== Work to complete ==
Pick each line that has "reason" out of the records.

Saved entries
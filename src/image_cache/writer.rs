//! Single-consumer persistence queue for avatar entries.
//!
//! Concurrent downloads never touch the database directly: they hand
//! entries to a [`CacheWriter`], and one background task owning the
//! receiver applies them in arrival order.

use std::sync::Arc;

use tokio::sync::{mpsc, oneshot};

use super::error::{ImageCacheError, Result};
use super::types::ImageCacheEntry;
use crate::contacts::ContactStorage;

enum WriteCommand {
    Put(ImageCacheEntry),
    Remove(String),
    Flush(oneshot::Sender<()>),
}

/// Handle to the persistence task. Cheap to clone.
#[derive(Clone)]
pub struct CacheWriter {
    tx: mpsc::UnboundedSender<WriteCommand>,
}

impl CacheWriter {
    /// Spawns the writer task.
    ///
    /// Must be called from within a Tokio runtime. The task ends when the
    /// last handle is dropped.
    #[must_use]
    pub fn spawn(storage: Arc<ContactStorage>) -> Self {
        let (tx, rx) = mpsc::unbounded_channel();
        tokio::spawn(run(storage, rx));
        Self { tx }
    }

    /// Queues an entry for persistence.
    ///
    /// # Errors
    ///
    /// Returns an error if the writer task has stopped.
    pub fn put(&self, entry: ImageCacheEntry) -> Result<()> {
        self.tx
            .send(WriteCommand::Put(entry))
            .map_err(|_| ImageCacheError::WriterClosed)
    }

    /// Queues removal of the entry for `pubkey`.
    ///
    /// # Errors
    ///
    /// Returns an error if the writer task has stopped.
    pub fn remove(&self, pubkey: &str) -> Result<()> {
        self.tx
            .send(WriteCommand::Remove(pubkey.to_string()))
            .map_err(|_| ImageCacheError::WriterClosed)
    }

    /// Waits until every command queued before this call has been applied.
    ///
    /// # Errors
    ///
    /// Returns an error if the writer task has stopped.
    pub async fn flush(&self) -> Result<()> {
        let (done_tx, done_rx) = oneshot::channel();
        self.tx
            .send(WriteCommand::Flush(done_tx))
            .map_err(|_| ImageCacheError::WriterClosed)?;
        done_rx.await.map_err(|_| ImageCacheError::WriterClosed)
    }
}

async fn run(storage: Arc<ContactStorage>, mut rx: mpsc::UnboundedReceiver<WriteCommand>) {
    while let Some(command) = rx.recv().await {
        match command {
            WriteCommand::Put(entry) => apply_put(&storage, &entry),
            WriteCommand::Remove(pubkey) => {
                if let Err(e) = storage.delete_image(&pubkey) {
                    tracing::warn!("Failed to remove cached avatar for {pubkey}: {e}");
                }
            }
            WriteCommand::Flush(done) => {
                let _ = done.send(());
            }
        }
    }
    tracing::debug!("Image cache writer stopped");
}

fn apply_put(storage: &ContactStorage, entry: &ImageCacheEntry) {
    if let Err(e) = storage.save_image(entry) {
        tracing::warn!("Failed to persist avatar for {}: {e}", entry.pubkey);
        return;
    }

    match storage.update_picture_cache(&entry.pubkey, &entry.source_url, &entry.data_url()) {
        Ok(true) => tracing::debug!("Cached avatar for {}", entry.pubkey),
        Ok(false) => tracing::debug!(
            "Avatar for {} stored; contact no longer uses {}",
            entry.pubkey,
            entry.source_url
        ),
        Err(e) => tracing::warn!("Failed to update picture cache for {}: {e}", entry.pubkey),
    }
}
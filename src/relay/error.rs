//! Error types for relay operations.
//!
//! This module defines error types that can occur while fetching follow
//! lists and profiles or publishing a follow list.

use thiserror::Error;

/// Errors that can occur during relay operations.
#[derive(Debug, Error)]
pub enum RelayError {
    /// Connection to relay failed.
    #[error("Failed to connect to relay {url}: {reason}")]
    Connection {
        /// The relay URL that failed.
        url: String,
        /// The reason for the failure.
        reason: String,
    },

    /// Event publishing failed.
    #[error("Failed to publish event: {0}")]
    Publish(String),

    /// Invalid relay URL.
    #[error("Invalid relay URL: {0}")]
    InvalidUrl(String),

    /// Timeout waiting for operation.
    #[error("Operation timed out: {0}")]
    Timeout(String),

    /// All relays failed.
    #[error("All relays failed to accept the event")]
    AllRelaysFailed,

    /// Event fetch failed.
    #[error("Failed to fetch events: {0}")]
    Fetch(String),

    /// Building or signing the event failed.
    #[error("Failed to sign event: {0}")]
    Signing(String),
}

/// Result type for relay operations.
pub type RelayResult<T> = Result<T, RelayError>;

...

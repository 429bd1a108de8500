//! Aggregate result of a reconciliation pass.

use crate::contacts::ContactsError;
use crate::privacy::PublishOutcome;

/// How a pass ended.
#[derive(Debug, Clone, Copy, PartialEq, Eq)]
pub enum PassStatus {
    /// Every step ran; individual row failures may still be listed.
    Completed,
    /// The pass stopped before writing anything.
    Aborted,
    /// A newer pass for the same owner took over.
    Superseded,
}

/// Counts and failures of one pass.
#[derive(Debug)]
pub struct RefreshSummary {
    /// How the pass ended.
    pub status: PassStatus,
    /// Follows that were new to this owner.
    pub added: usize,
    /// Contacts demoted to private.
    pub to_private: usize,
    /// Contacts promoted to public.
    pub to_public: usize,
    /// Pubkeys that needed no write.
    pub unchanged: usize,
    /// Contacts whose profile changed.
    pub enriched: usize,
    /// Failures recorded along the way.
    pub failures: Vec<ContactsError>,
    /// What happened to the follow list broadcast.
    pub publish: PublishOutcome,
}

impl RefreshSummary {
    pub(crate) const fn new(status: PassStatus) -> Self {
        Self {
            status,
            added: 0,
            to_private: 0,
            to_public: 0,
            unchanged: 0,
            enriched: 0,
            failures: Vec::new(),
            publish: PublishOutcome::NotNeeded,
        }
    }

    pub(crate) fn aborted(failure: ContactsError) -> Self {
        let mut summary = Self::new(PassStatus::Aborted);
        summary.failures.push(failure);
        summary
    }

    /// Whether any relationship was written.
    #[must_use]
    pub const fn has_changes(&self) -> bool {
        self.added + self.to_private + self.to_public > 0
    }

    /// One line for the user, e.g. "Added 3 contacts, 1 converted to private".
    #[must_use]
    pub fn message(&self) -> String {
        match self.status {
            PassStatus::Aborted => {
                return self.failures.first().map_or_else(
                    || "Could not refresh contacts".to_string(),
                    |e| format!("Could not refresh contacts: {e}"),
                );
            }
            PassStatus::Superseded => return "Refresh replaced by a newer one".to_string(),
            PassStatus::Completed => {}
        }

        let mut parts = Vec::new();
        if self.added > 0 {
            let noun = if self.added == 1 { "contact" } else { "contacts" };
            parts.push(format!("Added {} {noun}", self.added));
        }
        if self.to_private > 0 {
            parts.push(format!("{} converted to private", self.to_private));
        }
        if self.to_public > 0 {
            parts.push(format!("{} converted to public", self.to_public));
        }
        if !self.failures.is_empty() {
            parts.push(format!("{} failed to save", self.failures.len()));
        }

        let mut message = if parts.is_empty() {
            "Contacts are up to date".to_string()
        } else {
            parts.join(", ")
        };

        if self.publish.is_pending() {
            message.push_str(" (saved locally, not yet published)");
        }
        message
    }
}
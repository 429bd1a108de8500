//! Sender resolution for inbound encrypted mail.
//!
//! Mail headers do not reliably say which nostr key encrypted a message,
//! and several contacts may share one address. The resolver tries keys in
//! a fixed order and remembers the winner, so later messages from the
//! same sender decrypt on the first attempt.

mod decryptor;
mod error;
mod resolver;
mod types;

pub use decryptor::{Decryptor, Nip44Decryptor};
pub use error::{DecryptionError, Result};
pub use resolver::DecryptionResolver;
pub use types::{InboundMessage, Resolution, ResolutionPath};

== Answer space ==
    #[error("Failed to connect to relay {url}: {reason}")]
        /// The reason for the failure.
        reason: String,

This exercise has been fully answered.